Board Readiness for Shareholder Activism

Paul DeNicola is Principal at the Governance Insights Center, PricewaterhouseCoopers LLP. This post is based on his PwC memorandum. Related research from the Program on Corporate Governance includes The Long-Term Effects of Hedge Fund Activism by Lucian Bebchuk, Alon Brav, and Wei Jiang (discussed on the Forum here); Dancing with Activists by Lucian Bebchuk, Alon Brav, Wei Jiang, and Thomas Keusch (discussed on the Forum here); and Who Bleeds When the Wolves Bite? A Flesh-and-Blood Perspective on Hedge Fund Activism and Our Strange Corporate Governance System by Leo E. Strine, Jr. (discussed on the Forum here).

For many people, proxy fights are almost synonymous with shareholder activism. But we view them as just one point on an activism continuum that also includes investors’ engagement with companies whose shares they hold, shareholder proposals, and more. Whenever an investor leverages their rights and privileges as an owner to influence a company’s practices or strategy, that’s shareholder activism.

Increasingly, investors of all kinds are using the full spectrum of activist tools to weigh in on environmental, social, and governance (ESG) issues. Indeed, it’s likely 2021 will be remembered as the year that ESG became a key part of shareholder activists’ strategies.

A handful of newly-launched ESG-focused activist firms and their high-profile proxy contests are a big part of the reason why. In addition, large institutional investors have reported that they’re engaging with companies around climate risk disclosures, D&I, and other ESG topics with much greater frequency.
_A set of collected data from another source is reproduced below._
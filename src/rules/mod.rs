//! Game rules and the turn state machine.
//!
//! - `Game`: owns the board, talon and seats; runs turns; decides win/loss
//! - `TurnContext`: what a strategy may see and do during its turn
//! - `GameSnapshot`: serializable view for display and reporting

pub mod display;
pub mod game;
pub mod snapshot;
pub mod turn;

pub use game::Game;
pub use snapshot::{GameSnapshot, PileView, SeatView};
pub use turn::TurnContext;
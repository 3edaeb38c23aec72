//! Deterministic random number generation for shuffling the talon.
//!
//! Shuffles draw through `RandomSource`. `GameRng` is the seeded default:
//! a 64-bit state seed plus a 64-bit stream selector, with its position
//! capturable as a `GameRngState` so a deal can be replayed.
//!
//! ## Usage
//!
//! ```
//! use thegame::core::{GameRng, RandomSource};
//!
//! let mut rng = GameRng::with_stream(42, 54);
//! let roll = rng.next_bounded_u32(6);
//! assert!(roll < 6);
//!
//! // Same seed and stream, same sequence
//! let mut again = GameRng::with_stream(42, 54);
//! assert_eq!(again.next_bounded_u32(6), roll);
//! ```

use rand::{Rng, SeedableRng};
use rand_chacha::ChaCha8Rng;
use serde::{Deserialize, Serialize};

/// Source of uniformly distributed bounded integers.
///
/// The engine consumes randomness only through this trait, so tests and
/// drivers can substitute their own generator.
pub trait RandomSource {
    /// Produce a uniformly distributed integer in `[0, bound)`.
    ///
    /// `bound` must be non-zero.
    fn next_bounded_u32(&mut self, bound: u32) -> u32;
}

impl<R: RandomSource + ?Sized> RandomSource for &mut R {
    fn next_bounded_u32(&mut self, bound: u32) -> u32 {
        (**self).next_bounded_u32(bound)
    }
}

/// Deterministic RNG seeded by a state value and a stream selector.
///
/// Uses ChaCha8 for speed. Different streams with the same seed produce
/// independent sequences.
#[derive(Clone, Debug)]
pub struct GameRng {
    inner: ChaCha8Rng,
    seed: u64,
    stream: u64,
}

impl GameRng {
    /// Create a new RNG on stream 0.
    #[must_use]
    pub fn new(seed: u64) -> Self {
        Self::with_stream(seed, 0)
    }

    /// Create a new RNG with an explicit stream selector.
    #[must_use]
    pub fn with_stream(seed: u64, stream: u64) -> Self {
        let mut inner = ChaCha8Rng::seed_from_u64(seed);
        inner.set_stream(stream);
        Self { inner, seed, stream }
    }

    /// The seed this RNG was created with.
    #[must_use]
    pub fn seed(&self) -> u64 {
        self.seed
    }

    /// The stream selector this RNG was created with.
    #[must_use]
    pub fn stream(&self) -> u64 {
        self.stream
    }

    /// Capture the current position.
    #[must_use]
    pub fn state(&self) -> GameRngState {
        GameRngState {
            seed: self.seed,
            stream: self.stream,
            word_pos: self.inner.get_word_pos(),
        }
    }

    /// Rebuild an RNG at a captured position.
    #[must_use]
    pub fn from_state(state: &GameRngState) -> Self {
        let mut rng = Self::with_stream(state.seed, state.stream);
        rng.inner.set_word_pos(state.word_pos);
        rng
    }
}

impl RandomSource for GameRng {
    fn next_bounded_u32(&mut self, bound: u32) -> u32 {
        assert!(bound > 0, "bound must be non-zero");
        self.inner.gen_range(0..bound)
    }
}

/// Serializable RNG state for reproducing a game.
#[derive(Clone, Debug, PartialEq, Eq, Serialize, Deserialize)]
pub struct GameRngState {
    /// State seed
    pub seed: u64,
    /// Stream selector
    pub stream: u64,
    /// Words consumed from the ChaCha8 stream
    pub word_pos: u128,
}
//! Building and shuffling the talon.
//!
//! The talon holds every card strictly between `min_card` and `max_card`;
//! the two boundary values start on the board as pile seeds.

use crate::core::{Card, RandomSource};

use super::CardBag;

/// Shuffle `cards` in place.
///
/// Walks the slice once, swapping each position with a uniformly chosen
/// position anywhere in the slice.
pub fn shuffle_cards<R: RandomSource + ?Sized>(cards: &mut [Card], rng: &mut R) {
    let n = cards.len();
    if n == 0 {
        return;
    }
    let bound = u32::try_from(n).unwrap_or_else(|_| panic!("cannot shuffle {} cards", n));
    for i in 0..n {
        let j = rng.next_bounded_u32(bound) as usize;
        cards.swap(i, j);
    }
}

/// Refill `talon` with the open range `(min_card, max_card)` and shuffle it.
///
/// Any cards already in the talon are discarded.
pub fn fill_talon<R: RandomSource + ?Sized>(
    talon: &mut CardBag,
    min_card: Card,
    max_card: Card,
    rng: &mut R,
) {
    talon.clear();
    for card in (min_card + 1)..max_card {
        talon.place(card);
    }
    shuffle_cards(talon.cards_mut(), rng);
}
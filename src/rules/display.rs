//! Plain-text rendering of the board and the current player's hand.

use std::fmt;

use crate::piles::Direction;

use super::Game;

impl fmt::Display for Game {
    /// ```text
    ///   1   1 100 100
    ///  ^   ^   v   v
    /// Player 0's card(s): [12 57 3]
    /// ```
    fn fmt(&self, f: &mut fmt::Formatter<'_>) -> fmt::Result {
        for pile in self.piles() {
            match pile.peek() {
                Some(top) => write!(f, "{:>3} ", top)?,
                None => f.write_str("  - ")?,
            }
        }
        writeln!(f)?;

        for pile in self.piles() {
            let marker = match pile.direction() {
                Direction::Ascending => " ^  ",
                Direction::Descending => " v  ",
            };
            f.write_str(marker)?;
        }
        writeln!(f)?;

        if self.players().is_empty() {
            return Ok(());
        }
        let hand = self
            .current_hand()
            .iter()
            .map(ToString::to_string)
            .collect::<Vec<_>>()
            .join(" ");
        writeln!(f, "Player {}'s card(s): [{}]", self.current_player().0, hand)
    }
}
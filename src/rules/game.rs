//! The game: board, talon, seats and the turn loop.
//!
//! ## Turn loop
//!
//! `play_turn` walks the seats starting at the current player:
//! - A seat with cards runs its strategy, must meet the move quota (or the
//!   game is lost), and is refilled from the talon
//! - A seat without cards is skipped
//! - The call returns after the first seat that still holds cards, or with
//!   `Won` once every seat up to and including the one before the starting
//!   seat is out of cards
//!
//! ## Ownership
//!
//! The game owns every pile and player. Strategies see the game only through
//! a `TurnContext` built for the acting seat.

use log::{debug, info};

use crate::core::{
    Card, ConfigError, GameConfig, GameState, GameStats, Move, Player, PlayerId, RandomSource,
};
use crate::piles::{fill_talon, CardBag, Direction, Pile};
use crate::strategy::{Greedy, MoveStrategy};

use super::turn::{place_from_hand, TurnContext};

/// A game of The Game.
///
/// ```
/// use thegame::core::{GameConfig, GameRng, GameState};
/// use thegame::rules::Game;
///
/// let mut rng = GameRng::new(42);
/// let mut game = Game::new(GameConfig::default(), &mut rng).unwrap();
/// game.add_default_player();
/// game.add_default_player();
///
/// while game.state() == GameState::Running {
///     game.play_turn();
/// }
/// assert!(game.state().is_terminal());
/// ```
#[derive(Debug)]
pub struct Game {
    config: GameConfig,
    piles: Vec<Pile>,
    talon: CardBag,
    players: Vec<Player>,
    current: usize,
    moves_this_turn: usize,
    state: GameState,
    stats: GameStats,
}

impl Game {
    /// Deal a new game: seed the board piles and shuffle the talon.
    ///
    /// Players are added afterwards with `add_player`.
    pub fn new<R: RandomSource + ?Sized>(
        config: GameConfig,
        rng: &mut R,
    ) -> Result<Self, ConfigError> {
        config.validate()?;

        let capacity = config.pile_capacity();
        let ascending = (0..config.ascending_piles)
            .map(|_| Pile::seeded(Direction::Ascending, config.min_card, capacity));
        let descending = (0..config.descending_piles)
            .map(|_| Pile::seeded(Direction::Descending, config.max_card, capacity));
        let piles = ascending.chain(descending).collect();

        let mut talon = CardBag::talon(capacity);
        fill_talon(&mut talon, config.min_card, config.max_card, rng);

        let stats = GameStats {
            games: 1,
            ..GameStats::default()
        };

        Ok(Self {
            config,
            piles,
            talon,
            players: Vec::new(),
            current: 0,
            moves_this_turn: 0,
            state: GameState::Running,
            stats,
        })
    }

    /// Seat a new player and deal their hand.
    ///
    /// Panics if the table already has 255 players.
    pub fn add_player(
        &mut self,
        name: impl Into<String>,
        strategy: impl MoveStrategy + 'static,
    ) -> PlayerId {
        assert!(self.players.len() < 255, "At most 255 players supported");

        let id = PlayerId::new(self.players.len() as u8);
        let mut player = Player::new(name.into(), self.config.hand_size, Box::new(strategy));
        player.refill(&mut self.talon, self.config.hand_size);
        debug!("{} ({}) joins with {} cards", id, player.name, player.hand.len());

        self.players.push(player);
        id
    }

    /// Seat a greedy player named after its seat.
    ///
    /// Panics if the table already has 255 players.
    pub fn add_default_player(&mut self) -> PlayerId {
        assert!(self.players.len() < 255, "At most 255 players supported");
        let name = PlayerId::new(self.players.len() as u8).to_string();
        self.add_player(name, Greedy)
    }

    /// Deal a fresh game on the same table.
    ///
    /// Board piles go back to their starting card, the talon is rebuilt and
    /// reshuffled from `rng`, hands are redealt in seat order, and play
    /// restarts at seat 0. Cumulative stats are kept.
    pub fn reset_game<R: RandomSource + ?Sized>(&mut self, rng: &mut R) {
        for pile in &mut self.piles {
            pile.reset_to_seed();
        }
        fill_talon(&mut self.talon, self.config.min_card, self.config.max_card, rng);

        let hand_size = self.config.hand_size;
        for player in &mut self.players {
            player.hand.clear();
            player.refill(&mut self.talon, hand_size);
        }

        self.current = 0;
        self.moves_this_turn = 0;
        self.state = GameState::Running;
        self.stats.games += 1;
        debug!("game {} dealt, {} cards in talon", self.stats.games, self.talon.len());
    }

    /// Play `mv` for `player` outside of a strategy call.
    ///
    /// Panics unless `player` is the current player, the pile exists, the
    /// card is in the player's hand and the placement is legal.
    pub fn apply_move(&mut self, player: PlayerId, mv: Move) {
        assert!(
            player.index() == self.current && player.index() < self.players.len(),
            "{} is not the current player",
            player
        );
        place_from_hand(
            player,
            &mut self.piles,
            &mut self.players[self.current].hand,
            mv,
            &mut self.moves_this_turn,
            &mut self.stats,
        );
    }

    /// Check if the current turn has met its move quota.
    #[must_use]
    pub fn has_enough_moves(&self) -> bool {
        self.moves_this_turn >= self.required_moves()
    }

    /// Move quota for a turn started now.
    #[must_use]
    pub fn required_moves(&self) -> usize {
        self.config.required_moves(self.talon.is_empty())
    }

    /// Advance play until a seat holding cards has finished its turn, or the
    /// game is decided.
    ///
    /// Panics if the game is already over or has no players.
    pub fn play_turn(&mut self) -> GameState {
        assert!(
            !self.state.is_terminal(),
            "play_turn called on a finished game ({})",
            self.state
        );
        assert!(!self.players.is_empty(), "play_turn called with no players");

        let first = self.current;
        let hand_size = self.config.hand_size;

        loop {
            let seat = self.current;
            let id = PlayerId::new(seat as u8);
            let player = &mut self.players[seat];
            debug_assert!(
                player.hand.len() == hand_size || self.talon.is_empty(),
                "{} holds {} cards with {} left in the talon",
                id,
                player.hand.len(),
                self.talon.len()
            );

            self.moves_this_turn = 0;
            if !player.is_out() {
                self.stats.turns += 1;
                let mut turn = TurnContext::new(
                    id,
                    &mut self.piles,
                    &mut player.hand,
                    self.talon.len(),
                    &self.config,
                    &mut self.moves_this_turn,
                    &mut self.stats,
                );
                player.strategy.play_turn(&mut turn);

                let required = self.config.required_moves(self.talon.is_empty());
                if !player.is_out() && self.moves_this_turn < required {
                    self.state = GameState::Lost;
                    info!(
                        "{} made {} of {} required moves, game lost with {} cards left",
                        id,
                        self.moves_this_turn,
                        required,
                        self.cards_remaining()
                    );
                    return self.state;
                }

                let drawn = player.refill(&mut self.talon, hand_size);
                debug!(
                    "{} made {} moves, drew {}, talon {}",
                    id,
                    self.moves_this_turn,
                    drawn,
                    self.talon.len()
                );
            }

            let out = player.is_out();
            self.current = (seat + 1) % self.players.len();

            if !out {
                return self.state;
            }
            if self.current == first {
                self.state = GameState::Won;
                info!("all cards played, game won");
                return self.state;
            }
        }
    }

    // === Inspection ===

    #[must_use]
    pub fn config(&self) -> &GameConfig {
        &self.config
    }

    /// Board piles: ascending ones first, then descending.
    #[must_use]
    pub fn piles(&self) -> &[Pile] {
        &self.piles
    }

    /// Top card of every board pile, in pile order.
    #[must_use]
    pub fn tops(&self) -> Vec<Card> {
        self.piles.iter().map(Pile::top).collect()
    }

    #[must_use]
    pub fn talon(&self) -> &CardBag {
        &self.talon
    }

    #[must_use]
    pub fn players(&self) -> &[Player] {
        &self.players
    }

    /// Look up a player. Panics on an unknown seat.
    #[must_use]
    pub fn player(&self, id: PlayerId) -> &Player {
        &self.players[id.index()]
    }

    #[must_use]
    pub fn current_player(&self) -> PlayerId {
        PlayerId::new(self.current as u8)
    }

    /// The current player's hand; empty if nobody is seated.
    #[must_use]
    pub fn current_hand(&self) -> &[Card] {
        self.players
            .get(self.current)
            .map_or(&[], |player| player.hand.cards())
    }

    #[must_use]
    pub fn moves_this_turn(&self) -> usize {
        self.moves_this_turn
    }

    #[must_use]
    pub fn state(&self) -> GameState {
        self.state
    }

    /// Counters accumulated over every game dealt on this table.
    #[must_use]
    pub fn stats(&self) -> &GameStats {
        &self.stats
    }

    /// Jumps played across every game dealt on this table.
    #[must_use]
    pub fn jump_count(&self) -> u64 {
        self.stats.jumps
    }

    /// Cards not yet on the board: the talon plus every hand.
    #[must_use]
    pub fn cards_remaining(&self) -> usize {
        self.talon.len() + self.players.iter().map(|p| p.hand.len()).sum::<usize>()
    }
}
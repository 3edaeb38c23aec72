//! Serializable read-only view of a game for display and reporting layers.

use serde::{Deserialize, Serialize};

use crate::core::{Card, GameState, GameStats, PileKind, PlayerId};

use super::Game;

/// One board pile as seen from outside.
#[derive(Clone, Debug, PartialEq, Eq, Serialize, Deserialize)]
pub struct PileView {
    pub kind: PileKind,
    pub top: Option<Card>,
    pub len: usize,
}

/// One seat and the cards it still holds.
#[derive(Clone, Debug, PartialEq, Eq, Serialize, Deserialize)]
pub struct SeatView {
    pub id: PlayerId,
    pub name: String,
    pub hand: Vec<Card>,
}

/// Everything a display or report needs, detached from the game.
#[derive(Clone, Debug, PartialEq, Eq, Serialize, Deserialize)]
pub struct GameSnapshot {
    pub piles: Vec<PileView>,
    pub current_player: Option<PlayerId>,
    pub current_hand: Vec<Card>,
    pub talon_len: usize,
    pub state: GameState,
    pub seats: Vec<SeatView>,
    pub stats: GameStats,
}

impl GameSnapshot {
    /// Seats still holding cards; on a loss these are the leftover hands.
    pub fn seats_with_cards(&self) -> impl Iterator<Item = &SeatView> {
        self.seats.iter().filter(|seat| !seat.hand.is_empty())
    }
}

impl Game {
    /// Capture the current state.
    #[must_use]
    pub fn snapshot(&self) -> GameSnapshot {
        let piles = self
            .piles()
            .iter()
            .map(|pile| PileView {
                kind: pile.kind(),
                top: pile.peek(),
                len: pile.len(),
            })
            .collect();

        let seats = self
            .players()
            .iter()
            .zip(PlayerId::all(self.players().len()))
            .map(|(player, id)| SeatView {
                id,
                name: player.name().to_string(),
                hand: player.hand().cards().to_vec(),
            })
            .collect();

        GameSnapshot {
            piles,
            current_player: (!self.players().is_empty()).then(|| self.current_player()),
            current_hand: self.current_hand().to_vec(),
            talon_len: self.talon().len(),
            state: self.state(),
            seats,
            stats: self.stats().clone(),
        }
    }
}
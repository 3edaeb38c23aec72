//! Unordered card stores: the talon and the hands.
//!
//! Neither the talon nor a hand has a meaningful order beyond "draw from the
//! end", so removal swaps the last card into the vacated slot. Board piles
//! are a separate type and never expose this operation.

use serde::{Deserialize, Serialize};
use smallvec::SmallVec;

use crate::core::{Card, PileKind};

/// Inline storage sized for a typical hand; the talon spills to the heap.
type BagStorage = SmallVec<[Card; 8]>;

/// An unordered multiset of cards with a fixed capacity.
///
/// ```
/// use thegame::piles::CardBag;
///
/// let mut hand = CardBag::hand(4);
/// hand.place(10);
/// hand.place(20);
/// hand.place(30);
///
/// // Swap-remove: the last card fills the gap
/// assert_eq!(hand.remove_at(0), 10);
/// assert_eq!(hand.cards(), &[30, 20]);
/// ```
#[derive(Clone, Debug, PartialEq, Eq, Serialize, Deserialize)]
pub struct CardBag {
    kind: PileKind,
    cards: BagStorage,
    capacity: usize,
}

impl CardBag {
    fn new(kind: PileKind, capacity: usize) -> Self {
        Self {
            kind,
            cards: BagStorage::with_capacity(capacity),
            capacity,
        }
    }

    /// Create an empty talon.
    #[must_use]
    pub fn talon(capacity: usize) -> Self {
        Self::new(PileKind::Talon, capacity)
    }

    /// Create an empty hand.
    #[must_use]
    pub fn hand(capacity: usize) -> Self {
        Self::new(PileKind::Hand, capacity)
    }

    #[must_use]
    pub fn kind(&self) -> PileKind {
        self.kind
    }

    /// Add a card. Panics if the bag is full.
    pub fn place(&mut self, card: Card) {
        assert!(
            self.cards.len() < self.capacity,
            "{} is full ({} cards)",
            self.kind,
            self.capacity
        );
        self.cards.push(card);
    }

    /// Remove and return the last card. Panics if the bag is empty.
    pub fn take(&mut self) -> Card {
        match self.cards.pop() {
            Some(card) => card,
            None => panic!("take from an empty {}", self.kind),
        }
    }

    /// Position of `card`, if present.
    #[must_use]
    pub fn find(&self, card: Card) -> Option<usize> {
        self.cards.iter().position(|&c| c == card)
    }

    #[must_use]
    pub fn contains(&self, card: Card) -> bool {
        self.find(card).is_some()
    }

    /// Remove the card at `index` by swapping the last card into its place.
    ///
    /// Does not preserve the order of the remaining cards.
    pub fn remove_at(&mut self, index: usize) -> Card {
        assert!(
            index < self.cards.len(),
            "index {} out of range for {} of {} cards",
            index,
            self.kind,
            self.cards.len()
        );
        self.cards.swap_remove(index)
    }

    pub fn clear(&mut self) {
        self.cards.clear();
    }

    #[must_use]
    pub fn cards(&self) -> &[Card] {
        &self.cards
    }

    pub(crate) fn cards_mut(&mut self) -> &mut [Card] {
        &mut self.cards
    }

    #[must_use]
    pub fn len(&self) -> usize {
        self.cards.len()
    }

    #[must_use]
    pub fn is_empty(&self) -> bool {
        self.cards.is_empty()
    }

    #[must_use]
    pub fn capacity(&self) -> usize {
        self.capacity
    }
}

#[cfg(test)]
mod tests {
    use super::*;

    #[test]
    fn test_kinds() {
        assert_eq!(CardBag::talon(3).kind(), PileKind::Talon);
        assert_eq!(CardBag::hand(3).kind(), PileKind::Hand);
    }

    #[test]
    fn test_take_from_end() {
        let mut talon = CardBag::talon(5);
        talon.place(4);
        talon.place(9);

        assert_eq!(talon.take(), 9);
        assert_eq!(talon.take(), 4);
        assert!(talon.is_empty());
    }

    #[test]
    fn test_find_and_remove() {
        let mut hand = CardBag::hand(6);
        for card in [11, 22, 33, 44] {
            hand.place(card);
        }

        assert_eq!(hand.find(22), Some(1));
        assert_eq!(hand.find(99), None);

        assert_eq!(hand.remove_at(1), 22);
        assert_eq!(hand.cards(), &[11, 44, 33]);
        assert!(!hand.contains(22));

        // Removing the last slot leaves the rest untouched
        assert_eq!(hand.remove_at(2), 33);
        assert_eq!(hand.cards(), &[11, 44]);
    }

    #[test]
    fn test_talon_spills_past_inline_storage() {
        let mut talon = CardBag::talon(40);
        for card in 0..40 {
            talon.place(card);
        }

        assert_eq!(talon.len(), 40);
        assert_eq!(talon.capacity(), 40);
        talon.clear();
        assert!(talon.is_empty());
    }

    #[test]
    #[should_panic(expected = "hand is full")]
    fn test_overfill_panics() {
        let mut hand = CardBag::hand(1);
        hand.place(1);
        hand.place(2);
    }

    #[test]
    #[should_panic(expected = "take from an empty talon")]
    fn test_take_from_empty_panics() {
        CardBag::talon(2).take();
    }

    #[test]
    #[should_panic(expected = "out of range")]
    fn test_remove_out_of_range_panics() {
        let mut hand = CardBag::hand(2);
        hand.place(1);
        hand.remove_at(1);
    }
}
//! Card storage.
//!
//! ## Key Types
//!
//! - `Pile`: Ordered board pile with the ascending/descending placement rule
//! - `CardBag`: Unordered talon or hand with swap-removal
//! - `deck`: Talon construction and shuffling

pub mod bag;
pub mod deck;
pub mod pile;

pub use bag::CardBag;
pub use deck::{fill_talon, shuffle_cards};
pub use pile::{Direction, Pile, JUMP_DISTANCE};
Some have said they increasingly chose to vote against directors at companies they felt weren’t handling these matters appropriately. And the number of shareholder proposals focused on environmental and social matters that received majority support reached a record high during the 2021 proxy season.

What connects all these activities—from engagement to proxy contests—is how they demonstrate many shareholders’ conviction that good performance on ESG-related matters builds value, while poor performance destroys it. Obviously, companies and their boards can’t afford to take those views lightly. It’s more important than ever for directors to take a holistic view of shareholder activism and to understand their role in navigating the challenges it may pose.

In our recent publication, The corporate director’s guide to shareholder activism, we provide some guidance for boards on how to assess their vulnerability and prepare for and react to activist overtures. Here are some of our recommendations:

Get proactive

Assess common triggers for activist engagement, such as those related to financial performance, executive compensation, and governance practices, with a critical eye. Don’t forget to add ESG to the list. Know your largest shareholders’ engagement priorities and proxy voting policies, and keep an eye out for potential activists building up stakes. Have a plan to engage shareholders around any potential problem areas you identify—and don’t wait until activists are knocking at the door.

Be open to listening

Activists frequently have interesting insights that shouldn’t be dismissed out of hand. Hedge funds usually do extensive homework before they approach a company and may have uncovered issues management and the board aren’t keen to face. An institutional investor’s shareholder proposal may provide an opening to align with best practices.

Respond effectively

When activist campaigns go public, there often isn’t much upside for a company in trading blows in the media. But it can make sense to respond to private overtures from investors. Either way, companies should consider how they’ll address issues activists raise with other investors to retain their support. Remain open to finding common ground with the activist if doing so seems likely to produce a better outcome overall.